* [Task to complete]
Bring together every line in the data that includes "Offending".

Stored data entries
···

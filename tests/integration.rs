//! End-to-end tests over CSV files.

use std::fs::File;
use std::io::{BufReader, Write};

use geocluster::cluster::{group_rounds, AnalyzerConfig, RoundAnalyzer};
use geocluster::io;
use geocluster::sample::{pairwise_distances, DistanceBands, DistanceSummary};
use geocluster::{Error, FarthestPointSampler, Point};
use tempfile::NamedTempFile;

/// Five rounds of five points in Melbourne's CBD.
///
/// - round 1: all points far apart (label 1)
/// - round 2: points 1 and 2 ~50 m apart (label 2)
/// - round 3: a 3-point chain at ~111 m steps (label 3, 2 near pairs)
/// - round 4: only four points (skipped)
/// - round 5: all within a few meters (label 5)
fn create_rounds_csv() -> NamedTempFile {
    let mut file = NamedTempFile::new().unwrap();
    writeln!(file, "Test_Round,Rank,Latitude,Longitude,Score").unwrap();

    let spread = [
        (-37.8100, 144.9600),
        (-37.8150, 144.9700),
        (-37.8200, 144.9500),
        (-37.8050, 144.9800),
        (-37.8250, 144.9650),
    ];
    for (rank, (lat, lon)) in spread.iter().enumerate() {
        writeln!(file, "1,{},{lat},{lon},0.9", rank + 1).unwrap();
    }

    let mut pair = spread;
    pair[1] = (-37.81045, 144.9600);
    for (rank, (lat, lon)) in pair.iter().enumerate() {
        writeln!(file, "2,{},{lat},{lon},0.8", rank + 1).unwrap();
    }

    let mut chain = spread;
    chain[1] = (-37.8110, 144.9600);
    chain[2] = (-37.8120, 144.9600);
    for (rank, (lat, lon)) in chain.iter().enumerate() {
        writeln!(file, "3,{},{lat},{lon},0.7", rank + 1).unwrap();
    }

    for (rank, (lat, lon)) in spread.iter().take(4).enumerate() {
        writeln!(file, "4,{},{lat},{lon},0.6", rank + 1).unwrap();
    }

    for rank in 0..5 {
        let lat = -37.8100 + rank as f64 * 0.00001;
        writeln!(file, "5,{},{lat},144.96,0.5", rank + 1).unwrap();
    }

    file
}

#[test]
fn test_round_pipeline() {
    let input = create_rounds_csv();
    let records = io::read_round_records(BufReader::new(File::open(input.path()).unwrap())).unwrap();
    assert_eq!(records.len(), 24);

    let rounds = group_rounds(records);
    assert_eq!(rounds.iter().map(|r| r.id).collect::<Vec<_>>(), vec![1, 2, 3, 4, 5]);

    let report = RoundAnalyzer::new(AnalyzerConfig::default()).analyze(&rounds).unwrap();
    assert_eq!(report.processed(), 4);
    assert_eq!(report.skipped_count(), 1);
    assert_eq!(report.skipped[0].round_id, 4);
    assert!(matches!(report.skipped[0].reason, Error::IncompleteRound { found: 4, .. }));

    let labels: Vec<usize> = report.results.iter().map(|r| r.label()).collect();
    assert_eq!(labels, vec![1, 2, 3, 5]);

    let near: Vec<usize> = report.results.iter().map(|r| r.near_pair_count).collect();
    assert_eq!(near, vec![0, 1, 2, 10]);

    assert_eq!(report.results[1].clusters, vec![vec![0, 1], vec![2], vec![3], vec![4]]);
    assert_eq!(report.results[2].clusters, vec![vec![0, 1, 2], vec![3], vec![4]]);

    let total: f64 = report
        .distribution
        .iter()
        .map(|(label, _)| report.distribution.percentage(label))
        .sum();
    assert!((total - 100.0).abs() < 1e-9);
    assert_eq!(report.distribution.percentage(3), 25.0);

    let summary = NamedTempFile::new().unwrap();
    io::write_round_summary(File::create(summary.path()).unwrap(), &report).unwrap();
    let text = std::fs::read_to_string(summary.path()).unwrap();
    let lines: Vec<&str> = text.lines().collect();
    assert_eq!(lines.len(), 5);
    assert_eq!(lines[3], "3,3,3,3,2");
    assert_eq!(lines[4], "5,5,5,1,10");

    let pairs = NamedTempFile::new().unwrap();
    io::write_pair_details(File::create(pairs.path()).unwrap(), &report).unwrap();
    let text = std::fs::read_to_string(pairs.path()).unwrap();
    assert_eq!(text.lines().count(), 1 + 4 * 10);
}

#[test]
fn test_sampling_pipeline() {
    let mut input = NamedTempFile::new().unwrap();
    writeln!(input, "Latitude,Longitude,Crowd").unwrap();
    // 10 x 10 grid, ~110 m spacing; every location appears twice.
    for repeat in 0..2 {
        for r in 0..10 {
            for c in 0..10 {
                let lat = -37.80 - r as f64 * 0.001;
                let lon = 144.95 + c as f64 * 0.00125;
                writeln!(input, "{lat},{lon},{}", repeat * 100 + r * 10 + c).unwrap();
            }
        }
    }

    let raw = io::read_points(File::open(input.path()).unwrap()).unwrap();
    assert_eq!(raw.len(), 200);
    let pool = io::dedup_points(&raw);
    assert_eq!(pool.len(), 100);

    let outcome = FarthestPointSampler::new(4)
        .with_initial_index(0)
        .sample(&pool)
        .unwrap();
    assert_eq!(outcome.len(), 4);
    // From a corner, the farthest point is the opposite corner.
    assert_eq!(outcome.indices[1], 99);
    // Then the two remaining corners.
    let mut corners = outcome.indices[2..].to_vec();
    corners.sort_unstable();
    assert_eq!(corners, vec![9, 90]);

    let distances = pairwise_distances(&outcome.selected).unwrap();
    let summary = DistanceSummary::from_distances(&distances).unwrap();
    assert_eq!(summary.count, 6);
    assert!(summary.min > 900.0);
    assert!(summary.max > summary.min);

    let bands = DistanceBands::default().count(&distances);
    assert_eq!(bands.iter().map(|b| b.count).sum::<usize>(), 6);
    assert_eq!(bands[2].count, 6);

    let filtered = NamedTempFile::new().unwrap();
    let rows = io::filter_rows_by_points(
        File::open(input.path()).unwrap(),
        File::create(filtered.path()).unwrap(),
        &outcome.selected,
    )
    .unwrap();
    assert_eq!(rows, 8);

    let selected = NamedTempFile::new().unwrap();
    io::write_points(File::create(selected.path()).unwrap(), &outcome.selected).unwrap();
    let back = io::read_points(File::open(selected.path()).unwrap()).unwrap();
    assert_eq!(back, outcome.selected);
}

#[test]
fn test_target_at_least_pool_returns_pool() {
    let pool: Vec<Point> = (0..10).map(|i| Point::new(0.0, i as f64 * 0.01)).collect();
    let outcome = FarthestPointSampler::new(10).with_seed(99).sample(&pool).unwrap();
    assert_eq!(outcome.selected, pool);
    assert_eq!(outcome.evaluations, 0);
    assert!(outcome.separations.is_empty());
}
use thiserror::Error;

use crate::cluster::RoundId;

/// Errors returned by the analysis and sampling routines in this crate.
#[derive(Debug, Error)]
pub enum Error {
    /// Latitude or longitude outside its valid range (or not finite).
    #[error("invalid coordinate: latitude {latitude}, longitude {longitude}")]
    InvalidCoordinate {
        /// Offending latitude in degrees.
        latitude: f64,
        /// Offending longitude in degrees.
        longitude: f64,
    },

    /// A round does not hold the expected number of points.
    #[error("round {round_id} is incomplete: expected {expected} points, found {found}")]
    IncompleteRound {
        /// Identifier of the round.
        round_id: RoundId,
        /// Configured round size.
        expected: usize,
        /// Number of points actually present.
        found: usize,
    },

    /// Configuration rejected before any work starts.
    #[error("degenerate configuration {name}: {message}")]
    DegenerateConfiguration {
        /// Parameter name.
        name: &'static str,
        /// Human-readable explanation.
        message: &'static str,
    },

    /// Invalid argument value.
    #[error("invalid parameter {name}: {message}")]
    InvalidParameter {
        /// Parameter name.
        name: &'static str,
        /// Human-readable explanation.
        message: String,
    },

    /// Underlying CSV reader/writer failure.
    #[error(transparent)]
    Csv(#[from] csv::Error),

    /// A CSV field could not be interpreted.
    #[error("line {line}: {message}")]
    Parse {
        /// 1-based line number in the input.
        line: u64,
        /// Human-readable explanation.
        message: String,
    },
}

/// Result type used by this crate.
pub type Result<T> = std::result::Result<T, Error>;
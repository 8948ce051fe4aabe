//! Threshold connectivity clustering.
//!
//! # The Algorithm
//!
//! Points are nodes; an undirected edge joins two points whose geodesic
//! distance is at most the threshold. Clusters are the connected components of
//! that graph.
//!
//! 1. For each unvisited node `s`, in ascending index order:
//!    - push `s` on a stack, mark it visited
//!    - pop nodes, pushing every unvisited neighbor
//!    - everything popped forms one cluster
//!
//! Clustering is *transitive*: two points in the same cluster need not be
//! within threshold of each other, only linked through intermediate points.
//! This is single-linkage clustering cut at the threshold, or DBSCAN with
//! `min_pts = 1` (no noise).
//!
//! ## Complexity
//!
//! - **Time**: O(n²) for the dense adjacency scan.
//! - **Space**: O(n²) for the adjacency, O(n) for the traversal.

use super::graph::{Adjacency, DistanceMatrix, DEFAULT_THRESHOLD_M};
use super::traits::Clustering;
use crate::error::{Error, Result};
use crate::geodesic::Point;

/// Partition the nodes of `adjacency` into connected components.
///
/// Components are returned in ascending order of their smallest node, and the
/// nodes inside each component are sorted ascending, so the output is fully
/// determined by the graph.
pub fn connected_components(adjacency: &Adjacency) -> Vec<Vec<usize>> {
    let n = adjacency.len();
    let mut visited = vec![false; n];
    let mut components = Vec::new();

    // Explicit stack: no recursion-depth limit for large rounds.
    let mut stack: Vec<usize> = Vec::new();

    for start in 0..n {
        if visited[start] {
            continue;
        }
        visited[start] = true;
        stack.push(start);

        let mut component = Vec::new();
        while let Some(node) = stack.pop() {
            component.push(node);
            for next in adjacency.neighbors(node) {
                if !visited[next] {
                    visited[next] = true;
                    stack.push(next);
                }
            }
        }

        component.sort_unstable();
        components.push(component);
    }

    components
}

/// Size of the largest component, or 0 when there are none.
pub fn largest_component_size(components: &[Vec<usize>]) -> usize {
    components.iter().map(Vec::len).max().unwrap_or(0)
}

/// Connected-components clustering of geographic points under a distance
/// threshold.
#[derive(Debug, Clone)]
pub struct ThresholdClustering {
    /// Maximum distance in meters for two points to be directly adjacent.
    threshold_m: f64,
}

impl ThresholdClustering {
    /// Create a clusterer with the given threshold in meters.
    pub fn new(threshold_m: f64) -> Self {
        Self { threshold_m }
    }

    /// Configured threshold in meters.
    pub fn threshold(&self) -> f64 {
        self.threshold_m
    }

    pub(crate) fn check_threshold(threshold_m: f64) -> Result<()> {
        if !threshold_m.is_finite() || threshold_m <= 0.0 {
            return Err(Error::DegenerateConfiguration {
                name: "threshold",
                message: "must be positive and finite",
            });
        }
        Ok(())
    }

    /// Cluster `points`, returning the components as index sets.
    pub fn components(&self, points: &[Point]) -> Result<Vec<Vec<usize>>> {
        Self::check_threshold(self.threshold_m)?;
        let matrix = DistanceMatrix::build(points)?;
        Ok(connected_components(&matrix.adjacency(self.threshold_m)))
    }
}

impl Default for ThresholdClustering {
    fn default() -> Self {
        Self::new(DEFAULT_THRESHOLD_M)
    }
}

impl Clustering for ThresholdClustering {
    fn fit_predict(&self, points: &[Point]) -> Result<Vec<usize>> {
        let components = self.components(points)?;
        let mut labels = vec![0; points.len()];
        for (cluster_id, component) in components.iter().enumerate() {
            for &i in component {
                labels[i] = cluster_id;
            }
        }
        Ok(labels)
    }

    /// Components are discovered from the data, so this returns 0.
    fn n_clusters(&self) -> usize {
        0
    }
}
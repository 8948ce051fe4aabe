//! Geographic points and ellipsoidal distance.
//!
//! Distances are measured on the WGS-84 ellipsoid using Karney's geodesic
//! algorithm (through [`geo::Geodesic`]). Unlike a spherical haversine, this
//! stays accurate to well under a millimeter for any pair of points, including
//! pairs near the poles and pairs straddling the antimeridian.

use geo::{Distance, Geodesic};
use serde::{Deserialize, Serialize};

use crate::error::{Error, Result};

/// A latitude/longitude pair in degrees.
///
/// Construction through [`Point::new`] does not check ranges; use
/// [`Point::try_new`] or [`Point::validate`] when the input is untrusted.
/// [`geodesic_distance`] always validates.
#[derive(Debug, Clone, Copy, PartialEq, Serialize, Deserialize)]
pub struct Point {
    /// Latitude in degrees, `[-90, 90]`.
    pub latitude: f64,
    /// Longitude in degrees, `[-180, 180]`.
    pub longitude: f64,
}

impl Point {
    /// Create a point without range checks.
    pub const fn new(latitude: f64, longitude: f64) -> Self {
        Self {
            latitude,
            longitude,
        }
    }

    /// Create a point, rejecting out-of-range or non-finite coordinates.
    pub fn try_new(latitude: f64, longitude: f64) -> Result<Self> {
        let p = Self::new(latitude, longitude);
        p.validate()?;
        Ok(p)
    }

    /// Whether both coordinates are finite and within range.
    pub fn is_valid(&self) -> bool {
        // NaN fails both range checks.
        (-90.0..=90.0).contains(&self.latitude) && (-180.0..=180.0).contains(&self.longitude)
    }

    /// Check the coordinate ranges.
    pub fn validate(&self) -> Result<()> {
        if self.is_valid() {
            Ok(())
        } else {
            Err(Error::InvalidCoordinate {
                latitude: self.latitude,
                longitude: self.longitude,
            })
        }
    }
}

impl From<Point> for geo::Point<f64> {
    fn from(p: Point) -> Self {
        // geo uses (x, y) = (lon, lat).
        geo::Point::new(p.longitude, p.latitude)
    }
}

/// Ellipsoidal distance in meters between two points.
///
/// Symmetric, and zero for identical points. Fails with
/// [`Error::InvalidCoordinate`] if either point is out of range.
pub fn geodesic_distance(a: &Point, b: &Point) -> Result<f64> {
    a.validate()?;
    b.validate()?;
    Ok(distance_unchecked(a, b))
}

/// Distance for points already known to be valid.
#[inline]
pub(crate) fn distance_unchecked(a: &Point, b: &Point) -> f64 {
    if a == b {
        return 0.0;
    }
    Geodesic::distance(geo::Point::from(*a), geo::Point::from(*b))
}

···

* [Expected answer]
        /// Offending latitude in degrees.
        /// Offending longitude in degrees.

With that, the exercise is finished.